Do piranha's tend to lose color at night?? Seems kind of far fetched. Today was the first time I turned the lights on and stopped and looked at them real carefully in a while. Usually I turn the lights on and go prepare food, or do some thing else then look at them. But today when I turned the lights on it seemed like the P's have lost a lot of their red in their belly's. I have 5 1.5in-2in P's in a 55g (for now, trying to get something bigger soon). They have developed very nice color in their bellies but, like I said seemed like they lost a lot of it when lights went on today. 
I did a 20% water change yesterday and ammonia, nitrates, and nitrites are all in sync. Temp at 76-78 F

I am posting this in the food section because maybe change of diet? I usually give them a few hikari floating pellets in the evening. But in the morning I give them a variety of catfish, tilapia, shrimp, scallops (only a few times) and earthworms. The only recent change has been the earthworms. I usually go about four or five days straight of shrimp then two to three days or catfish or tilapia, then back to shrimp for the four to five days. This time I did shrimp, then earthworms (found a ton under two trashcans in my backyard so packed them up). So is it the earthworms that could have caused the color loss?

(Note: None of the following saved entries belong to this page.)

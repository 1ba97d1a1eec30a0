//! Flattening benchmarks.

use criterion::{black_box, criterion_group, criterion_main, BenchmarkId, Criterion, Throughput};
use replicadb_bench::user_record;
use replicadb_core::flatten::{FlattenMode, ResolvedSchema};
use replicadb_testkit::{posts_schema, users_schema};

/// Benchmark record flattening as arrays grow.
fn bench_flatten_record(c: &mut Criterion) {
    let mut group = c.benchmark_group("flatten_record");
    let schema = ResolvedSchema::resolve(vec![users_schema()], &FlattenMode::Auto).unwrap();
    let users = schema.collection("users").unwrap();

    for tags in [0, 8, 64, 512].iter() {
        group.throughput(Throughput::Elements(*tags as u64));
        group.bench_with_input(BenchmarkId::from_parameter(tags), tags, |b, &tags| {
            let record = user_record(1, tags, 4);
            b.iter(|| {
                let rows = users.flatten(black_box(&record));
                black_box(rows);
            });
        });
    }

    group.finish();
}

/// Benchmark record flattening with nothing promoted.
fn bench_flatten_record_none(c: &mut Criterion) {
    let schema = ResolvedSchema::resolve(vec![users_schema()], &FlattenMode::None).unwrap();
    let users = schema.collection("users").unwrap();
    let record = user_record(1, 64, 4);

    c.bench_function("flatten_record_none", |b| {
        b.iter(|| black_box(users.flatten(black_box(&record))));
    });
}

/// Benchmark schema resolution.
fn bench_resolve_schema(c: &mut Criterion) {
    let mut group = c.benchmark_group("resolve_schema");

    for (name, mode) in [("none", FlattenMode::None), ("auto", FlattenMode::Auto)] {
        group.bench_function(name, |b| {
            b.iter(|| {
                let schema =
                    ResolvedSchema::resolve(vec![users_schema(), posts_schema()], black_box(&mode))
                        .unwrap();
                black_box(schema);
            });
        });
    }

    group.finish();
}

criterion_group!(
    benches,
    bench_flatten_record,
    bench_flatten_record_none,
    bench_resolve_schema
);
criterion_main!(benches);
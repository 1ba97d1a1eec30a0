//! Test fixtures and cache helpers.
//!
//! Provides sample schemas and records, an in-memory cache harness, and
//! temporary fixture files.

use replicadb_core::flatten::{FlattenMode, ResolvedSchema};
use replicadb_core::schema::{CollectionSchema, Field, FieldMap, LeafField, Reference};
use replicadb_core::{CacheReader, CacheTarget};
use replicadb_storage::{ColumnType, InMemoryTableStore, Query, Row, TableStore};
use replicadb_sync_protocol::{Entry, Record};
use serde_json::{json, Value};
use std::path::{Path, PathBuf};
use std::sync::Arc;
use tempfile::TempDir;

/// Converts a JSON object literal into a record.
///
/// # Panics
///
/// Panics if `value` is not an object.
pub fn record(value: Value) -> Record {
    match value {
        Value::Object(map) => map,
        other => panic!("expected a JSON object, got {other}"),
    }
}

/// The `{id, tags: [String]}` collection used throughout the docs.
pub fn tagged_schema(name: &str) -> CollectionSchema {
    CollectionSchema::new(name, FieldMap::new())
        .with_field("id", LeafField::new(ColumnType::Number).primary_key())
        .with_field("tags", Field::array(Field::leaf(ColumnType::String)))
}

/// A `users` collection with nested objects and arrays.
pub fn users_schema() -> CollectionSchema {
    CollectionSchema::new("users", FieldMap::new())
        .with_field("id", LeafField::new(ColumnType::Integer).primary_key())
        .with_field("name", Field::leaf(ColumnType::String))
        .with_field("email", LeafField::new(ColumnType::String).unique())
        .with_field(
            "address",
            Field::object([
                ("city", Field::leaf(ColumnType::String)),
                (
                    "geo",
                    Field::object([
                        ("lat", Field::leaf(ColumnType::Number)),
                        ("lng", Field::leaf(ColumnType::Number)),
                    ]),
                ),
            ]),
        )
        .with_field("tags", Field::array(Field::leaf(ColumnType::String)))
        .with_field(
            "orders",
            Field::array(Field::object([
                ("sku", Field::leaf(ColumnType::String)),
                ("qty", Field::leaf(ColumnType::Integer)),
                ("lines", Field::array(Field::leaf(ColumnType::Integer))),
            ])),
        )
}

/// A `posts` collection referencing `users`.
pub fn posts_schema() -> CollectionSchema {
    CollectionSchema::new("posts", FieldMap::new())
        .with_field("id", LeafField::new(ColumnType::Integer).primary_key())
        .with_field("title", Field::leaf(ColumnType::String))
        .with_field(
            "author_id",
            LeafField::new(ColumnType::Integer)
                .with_reference(Reference::new("author", "users", "id").with_inverse("posts")),
        )
}

/// A `users` record matching [`users_schema`].
pub fn user_record(id: i64) -> Record {
    record(json!({
        "id": id,
        "name": format!("user {id}"),
        "email": format!("user{id}@example.com"),
        "address": {"city": "Oslo", "geo": {"lat": 59.91, "lng": 10.75}},
        "tags": ["a", "b"],
        "orders": [
            {"sku": "x-1", "qty": 2, "lines": [1, 2]},
            {"sku": "x-2", "qty": 1, "lines": []}
        ]
    }))
}

/// A `users` entry.
pub fn user_entry(id: i64) -> Entry {
    Entry::new("users", user_record(id))
}

/// A `posts` entry.
pub fn post_entry(id: i64, author_id: i64) -> Entry {
    Entry::new(
        "posts",
        record(json!({"id": id, "title": format!("post {id}"), "author_id": author_id})),
    )
}

/// An in-memory cache with its tables created.
pub struct TestCache {
    /// The store holding every table.
    pub store: Arc<InMemoryTableStore>,
    /// The resolved schema.
    pub schema: Arc<ResolvedSchema>,
    /// Target writing into `store`.
    pub target: CacheTarget,
}

impl TestCache {
    /// Creates a cache for `schemas` flattened with `mode`.
    ///
    /// # Panics
    ///
    /// Panics if the schemas do not resolve.
    #[must_use]
    pub fn new(schemas: Vec<CollectionSchema>, mode: &FlattenMode) -> Self {
        let schema = Arc::new(ResolvedSchema::resolve(schemas, mode).expect("schema resolves"));
        let store = Arc::new(InMemoryTableStore::new());
        let target = CacheTarget::new(store.clone(), schema.clone());
        target.create_tables().expect("tables created");
        Self {
            store,
            schema,
            target,
        }
    }

    /// Creates a cache for one schema in auto mode.
    #[must_use]
    pub fn auto(schema: CollectionSchema) -> Self {
        Self::new(vec![schema], &FlattenMode::Auto)
    }

    /// All rows of `table`, in key order.
    ///
    /// # Panics
    ///
    /// Panics if the table does not exist.
    pub fn rows(&self, table: &str) -> Vec<Row> {
        self.store.query(table, &Query::all()).expect("table exists")
    }

    /// Every flat table with its rows.
    pub fn snapshot(&self) -> Vec<(String, Vec<Row>)> {
        self.schema
            .flat_collections()
            .map(|c| (c.name().to_string(), self.rows(c.name())))
            .collect()
    }

    /// A reader over the cache.
    pub fn reader(&self) -> CacheReader {
        CacheReader::new(self.store.clone())
    }
}

/// Runs a test with an auto-flattened cache for `schema`.
pub fn with_test_cache<F, R>(schema: CollectionSchema, f: F) -> R
where
    F: FnOnce(&TestCache) -> R,
{
    let cache = TestCache::auto(schema);
    f(&cache)
}

/// A temporary directory for JSON fixture files.
pub struct FixtureDir {
    dir: TempDir,
}

impl FixtureDir {
    /// Creates an empty directory.
    ///
    /// # Panics
    ///
    /// Panics if the directory cannot be created.
    #[must_use]
    pub fn new() -> Self {
        Self {
            dir: TempDir::new().expect("Failed to create temp directory"),
        }
    }

    /// Directory path.
    pub fn path(&self) -> &Path {
        self.dir.path()
    }

    /// Writes `value` as pretty JSON.
    ///
    /// # Panics
    ///
    /// Panics if the file cannot be written.
    pub fn write_json<T: serde::Serialize>(&self, name: &str, value: &T) -> PathBuf {
        let path = self.dir.path().join(name);
        let text = serde_json::to_string_pretty(value).expect("serializable fixture");
        std::fs::write(&path, text).expect("Failed to write fixture");
        path
    }

    /// Writes one compact JSON value per line.
    ///
    /// # Panics
    ///
    /// Panics if the file cannot be written.
    pub fn write_lines(&self, name: &str, values: &[Value]) -> PathBuf {
        let path = self.dir.path().join(name);
        let text: String = values.iter().map(|v| format!("{v}\n")).collect();
        std::fs::write(&path, text).expect("Failed to write fixture");
        path
    }
}

impl Default for FixtureDir {
    fn default() -> Self {
        Self::new()
    }
}
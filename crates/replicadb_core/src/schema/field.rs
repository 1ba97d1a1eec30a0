//! Recursive field descriptions.

use replicadb_storage::ColumnType;
use serde::{Deserialize, Serialize};
use serde_json::Value;
use std::collections::BTreeMap;

/// Fields of an object or collection, keyed by name.
pub type FieldMap = BTreeMap<String, Field>;

/// A relation from a leaf field to a field of another collection.
#[derive(Debug, Clone, PartialEq, Eq, Serialize, Deserialize)]
#[serde(rename_all = "camelCase", deny_unknown_fields)]
pub struct Reference {
    /// Name of the relation on the owning collection.
    pub relation_name: String,
    /// Collection the field points at.
    pub target_collection: String,
    /// Field of the target collection holding the referenced value.
    pub target_field: String,
    /// Name of the inverse relation on the target collection.
    #[serde(default, skip_serializing_if = "Option::is_none")]
    pub inverse_name: Option<String>,
}

impl Reference {
    /// Creates a reference.
    #[must_use]
    pub fn new(
        relation_name: impl Into<String>,
        target_collection: impl Into<String>,
        target_field: impl Into<String>,
    ) -> Self {
        Self {
            relation_name: relation_name.into(),
            target_collection: target_collection.into(),
            target_field: target_field.into(),
            inverse_name: None,
        }
    }

    /// Sets the inverse relation name.
    #[must_use]
    pub fn with_inverse(mut self, inverse_name: impl Into<String>) -> Self {
        self.inverse_name = Some(inverse_name.into());
        self
    }
}

fn is_false(value: &bool) -> bool {
    !*value
}

/// A primitive field stored as a single column.
#[derive(Debug, Clone, PartialEq, Serialize, Deserialize)]
#[serde(rename_all = "camelCase", deny_unknown_fields)]
pub struct LeafField {
    /// Column type.
    #[serde(rename = "type")]
    pub column_type: ColumnType,
    /// Whether this field is the collection's primary key.
    #[serde(default, skip_serializing_if = "is_false")]
    pub is_primary_key: bool,
    /// Whether the field is computed by the producer.
    #[serde(default, skip_serializing_if = "is_false")]
    pub is_read_only: bool,
    /// Whether values are unique within the collection.
    #[serde(default, skip_serializing_if = "is_false")]
    pub unique: bool,
    /// Allowed values for `Enum` fields.
    #[serde(default, skip_serializing_if = "Option::is_none")]
    pub enum_values: Option<Vec<String>>,
    /// Value assumed when a record omits the field.
    #[serde(default, skip_serializing_if = "Option::is_none")]
    pub default_value: Option<Value>,
    /// Relation to another collection.
    #[serde(default, skip_serializing_if = "Option::is_none")]
    pub reference: Option<Reference>,
}

impl LeafField {
    /// Creates a plain leaf of the given type.
    #[must_use]
    pub fn new(column_type: ColumnType) -> Self {
        Self {
            column_type,
            is_primary_key: false,
            is_read_only: false,
            unique: false,
            enum_values: None,
            default_value: None,
            reference: None,
        }
    }

    /// Marks the leaf as primary key.
    #[must_use]
    pub fn primary_key(mut self) -> Self {
        self.is_primary_key = true;
        self
    }

    /// Marks the leaf as read-only.
    #[must_use]
    pub fn read_only(mut self) -> Self {
        self.is_read_only = true;
        self
    }

    /// Marks the leaf as unique.
    #[must_use]
    pub fn unique(mut self) -> Self {
        self.unique = true;
        self
    }

    /// Attaches a reference.
    #[must_use]
    pub fn with_reference(mut self, reference: Reference) -> Self {
        self.reference = Some(reference);
        self
    }
}

/// One property of a record.
///
/// In JSON a leaf is an object with a `type` key, an array field is a
/// one-element list holding the element description, and an object field
/// is a map of sub-fields.
#[derive(Debug, Clone, PartialEq, Serialize, Deserialize)]
#[serde(try_from = "FieldRepr", into = "FieldRepr")]
pub enum Field {
    /// A primitive column.
    Leaf(LeafField),
    /// Nested object.
    Object(FieldMap),
    /// List of elements sharing one description.
    Array(Box<Field>),
}

impl Field {
    /// Creates a leaf of the given type.
    #[must_use]
    pub fn leaf(column_type: ColumnType) -> Self {
        Field::Leaf(LeafField::new(column_type))
    }

    /// Creates an object field.
    #[must_use]
    pub fn object<I, S>(fields: I) -> Self
    where
        I: IntoIterator<Item = (S, Field)>,
        S: Into<String>,
    {
        Field::Object(fields.into_iter().map(|(k, v)| (k.into(), v)).collect())
    }

    /// Creates an array field.
    #[must_use]
    pub fn array(element: Field) -> Self {
        Field::Array(Box::new(element))
    }

    /// Returns the leaf description, if this is a leaf.
    pub fn as_leaf(&self) -> Option<&LeafField> {
        match self {
            Field::Leaf(leaf) => Some(leaf),
            _ => None,
        }
    }

    /// Returns true for leaf fields.
    pub fn is_leaf(&self) -> bool {
        matches!(self, Field::Leaf(_))
    }

    /// Column type used when the field is stored as one column.
    pub fn column_type(&self) -> ColumnType {
        match self {
            Field::Leaf(leaf) => leaf.column_type,
            Field::Object(_) | Field::Array(_) => ColumnType::Json,
        }
    }
}

impl From<LeafField> for Field {
    fn from(leaf: LeafField) -> Self {
        Field::Leaf(leaf)
    }
}

#[derive(Serialize, Deserialize)]
#[serde(untagged)]
enum FieldRepr {
    Leaf(LeafField),
    Array(Vec<Field>),
    Object(FieldMap),
}

impl TryFrom<FieldRepr> for Field {
    type Error = String;

    fn try_from(repr: FieldRepr) -> Result<Self, Self::Error> {
        match repr {
            FieldRepr::Leaf(leaf) => Ok(Field::Leaf(leaf)),
            FieldRepr::Object(fields) => Ok(Field::Object(fields)),
            FieldRepr::Array(mut elements) => {
                if elements.len() != 1 {
                    return Err(format!(
                        "array field must describe exactly one element type, got {}",
                        elements.len()
                    ));
                }
                Ok(Field::Array(Box::new(elements.remove(0))))
            }
        }
    }
}

impl From<Field> for FieldRepr {
    fn from(field: Field) -> Self {
        match field {
            Field::Leaf(leaf) => FieldRepr::Leaf(leaf),
            Field::Object(fields) => FieldRepr::Object(fields),
            Field::Array(element) => FieldRepr::Array(vec![*element]),
        }
    }
}
//! Property-based test generators using proptest.
//!
//! Provides strategies for schemas, records that fully populate a schema,
//! and flatten options that are valid for a schema.

use proptest::prelude::*;
use replicadb_core::flatten::{resolve_auto, FlattenOptions};
use replicadb_core::path;
use replicadb_core::schema::{CollectionSchema, Field, FieldMap, LeafField};
use replicadb_storage::ColumnType;
use replicadb_sync_protocol::Record;
use serde_json::{json, Value};

/// Strategy for generating valid field names.
pub fn field_name_strategy() -> impl Strategy<Value = String> {
    prop::string::string_regex("[a-z]{1,6}").expect("Invalid regex")
}

/// Strategy for generating leaf column types.
pub fn column_type_strategy() -> impl Strategy<Value = ColumnType> {
    prop_oneof![
        Just(ColumnType::String),
        Just(ColumnType::Number),
        Just(ColumnType::Integer),
        Just(ColumnType::Boolean),
        Just(ColumnType::Date),
        Just(ColumnType::Json),
    ]
}

/// Strategy for generating field trees up to three levels deep.
pub fn field_strategy() -> impl Strategy<Value = Field> {
    let leaf = column_type_strategy().prop_map(Field::leaf);
    leaf.prop_recursive(3, 24, 3, |inner| {
        prop_oneof![
            prop::collection::btree_map(field_name_strategy(), inner.clone(), 1..4)
                .prop_map(Field::Object),
            inner.prop_map(Field::array),
        ]
    })
}

/// Strategy for generating a collection schema with an `id` primary key.
pub fn collection_schema_strategy() -> impl Strategy<Value = CollectionSchema> {
    (
        column_type_strategy().prop_filter("primary keys are scalar", |t| {
            !matches!(t, ColumnType::Json | ColumnType::Boolean)
        }),
        prop::collection::btree_map(field_name_strategy(), field_strategy(), 0..5),
    )
        .prop_map(|(key_type, mut fields)| {
            fields.remove("id");
            fields.insert(
                "id".to_string(),
                Field::Leaf(LeafField::new(key_type).primary_key()),
            );
            CollectionSchema::new("items", fields)
        })
}

fn leaf_value_strategy(column_type: ColumnType) -> BoxedStrategy<Value> {
    match column_type {
        ColumnType::Integer => any::<i32>().prop_map(Value::from).boxed(),
        ColumnType::Number => (-1.0e6..1.0e6f64).prop_map(Value::from).boxed(),
        ColumnType::Boolean => any::<bool>().prop_map(Value::from).boxed(),
        ColumnType::Json => prop_oneof![
            Just(json!({"k": 1})),
            Just(json!([1, 2])),
            Just(json!("text")),
        ]
        .boxed(),
        _ => field_name_strategy().prop_map(Value::from).boxed(),
    }
}

fn value_strategy(field: &Field) -> BoxedStrategy<Value> {
    match field {
        Field::Leaf(leaf) => leaf_value_strategy(leaf.column_type),
        Field::Object(fields) => object_strategy(fields).prop_map(Value::Object).boxed(),
        Field::Array(element) => prop::collection::vec(value_strategy(element), 1..3)
            .prop_map(Value::Array)
            .boxed(),
    }
}

fn object_strategy(fields: &FieldMap) -> BoxedStrategy<Record> {
    let parts: Vec<BoxedStrategy<(String, Value)>> = fields
        .iter()
        .map(|(name, field)| {
            let name = name.clone();
            value_strategy(field)
                .prop_map(move |value| (name.clone(), value))
                .boxed()
        })
        .collect();
    parts
        .prop_map(|pairs| pairs.into_iter().collect::<Record>())
        .boxed()
}

/// Strategy for records that set every field of `schema`.
///
/// Arrays always hold at least one element and no value is null, so every
/// promoted path of the schema produces at least one row.
pub fn record_strategy(schema: &CollectionSchema) -> BoxedStrategy<Record> {
    object_strategy(&schema.fields)
}

/// Strategy for flatten options valid for `schema`.
///
/// Picks a subset of the arrays auto mode would promote, closed under
/// ancestors, and the inlined paths that do not cross an unpromoted array.
pub fn flatten_options_strategy(schema: &CollectionSchema) -> BoxedStrategy<FlattenOptions> {
    let auto = match resolve_auto(schema) {
        Ok(options) => options,
        Err(_) => return Just(FlattenOptions::default()).boxed(),
    };
    let models = auto.as_models().to_vec();
    let fields = auto.as_fields().to_vec();

    (
        prop::collection::vec(any::<bool>(), models.len()),
        prop::collection::vec(any::<bool>(), fields.len()),
    )
        .prop_map(move |(model_mask, field_mask)| {
            let mut chosen: Vec<String> = models
                .iter()
                .zip(&model_mask)
                .filter(|(_, keep)| **keep)
                .map(|(m, _)| m.clone())
                .collect();
            for model in chosen.clone() {
                for ancestor in models.iter().filter(|a| path::is_under(&model, a)) {
                    if !chosen.contains(ancestor) {
                        chosen.push(ancestor.clone());
                    }
                }
            }

            let inlined: Vec<String> = fields
                .iter()
                .zip(&field_mask)
                .filter(|(f, keep)| {
                    **keep
                        && models
                            .iter()
                            .filter(|m| path::is_under(f, m))
                            .all(|m| chosen.contains(m))
                })
                .map(|(f, _)| f.clone())
                .collect();

            FlattenOptions::new(chosen, inlined)
        })
        .boxed()
}

#[cfg(test)]
mod tests {
    use super::*;

    proptest! {
        #[test]
        fn generated_schemas_validate(schema in collection_schema_strategy()) {
            prop_assert!(schema.validate().is_ok());
        }

        #[test]
        fn generated_records_set_the_primary_key(
            (_schema, record) in collection_schema_strategy()
                .prop_flat_map(|s| { let r = record_strategy(&s); (Just(s), r) })
        ) {
            prop_assert!(record.get("id").is_some_and(|v| !v.is_null()));
        }
    }
}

On a side note am I feeding them on a good staple? Should I switch up more often and only give shrimp for a few days, then catfish for a day or two, then something else for a day or two? Or shrimp, something, shrimp something ok?

Thanks


----------



## Tensa (Jul 28, 2008)

mix up the diet more but be sure to offer pellets at every meal. brings out the color and keeps them healthy. there color is almost completely gone at nite so yes its normal for them to lose color but it comes back as they wakeup lol. worms from the back yard are not so good just go to a bait shop or walmart and get farm raised worms who are not exposed to pesticides.


----------



## thedude8 (Oct 6, 2008)

AS fan said:


> mix up the diet more but be sure to offer pellets at every meal. brings out the color and keeps them healthy. there color is almost completely gone at nite so yes its normal for them to lose color but it comes back as they wakeup lol. worms from the back yard are not so good just go to a bait shop or walmart and get farm raised worms who are not exposed to pesticides.


Thanks,

Wasn't sure if the red comes back as the day goes on. I'm also up early this morning and usually do not turn the lights on until later in the day (probably should get a timer instead for consistency). Ill toss the rest of the worms back in the yard then and just stay away from them as their regular diet. They seem to foul up my water a lot more than anything else. Every bite the p's take a cloud of dirt pops out of them. Ill grab worms and give them to them when I can.

As far as the pellets go, I give them to them once a day, usually if I give them to them while feeding shrimp, or something else they ignore them and they sink and remain uneaten. When I put them without shrimp or fish, they attack them so hard that I'm afraid there going to jump out of tank with or without the hood on. I love watching them eat pellets.


----------



## Tensa (Jul 28, 2008)

try to feed them pellets before you add the shrimp or fish and then just remove any uneaten food a few mins after you toss it in. they are small so they need the nutrients.


----------



## cobrafox46 (Jun 2, 2008)

My Reds always lost all their red at night when the lights go out and it returns in the morning. No problem at all!


----------



## boiler149 (Oct 31, 2007)

^^^^ wat he said


----------



## thedude8 (Oct 6, 2008)

Thanks, went back after my class and their colors came back







. Fed them just pellets this morning


----------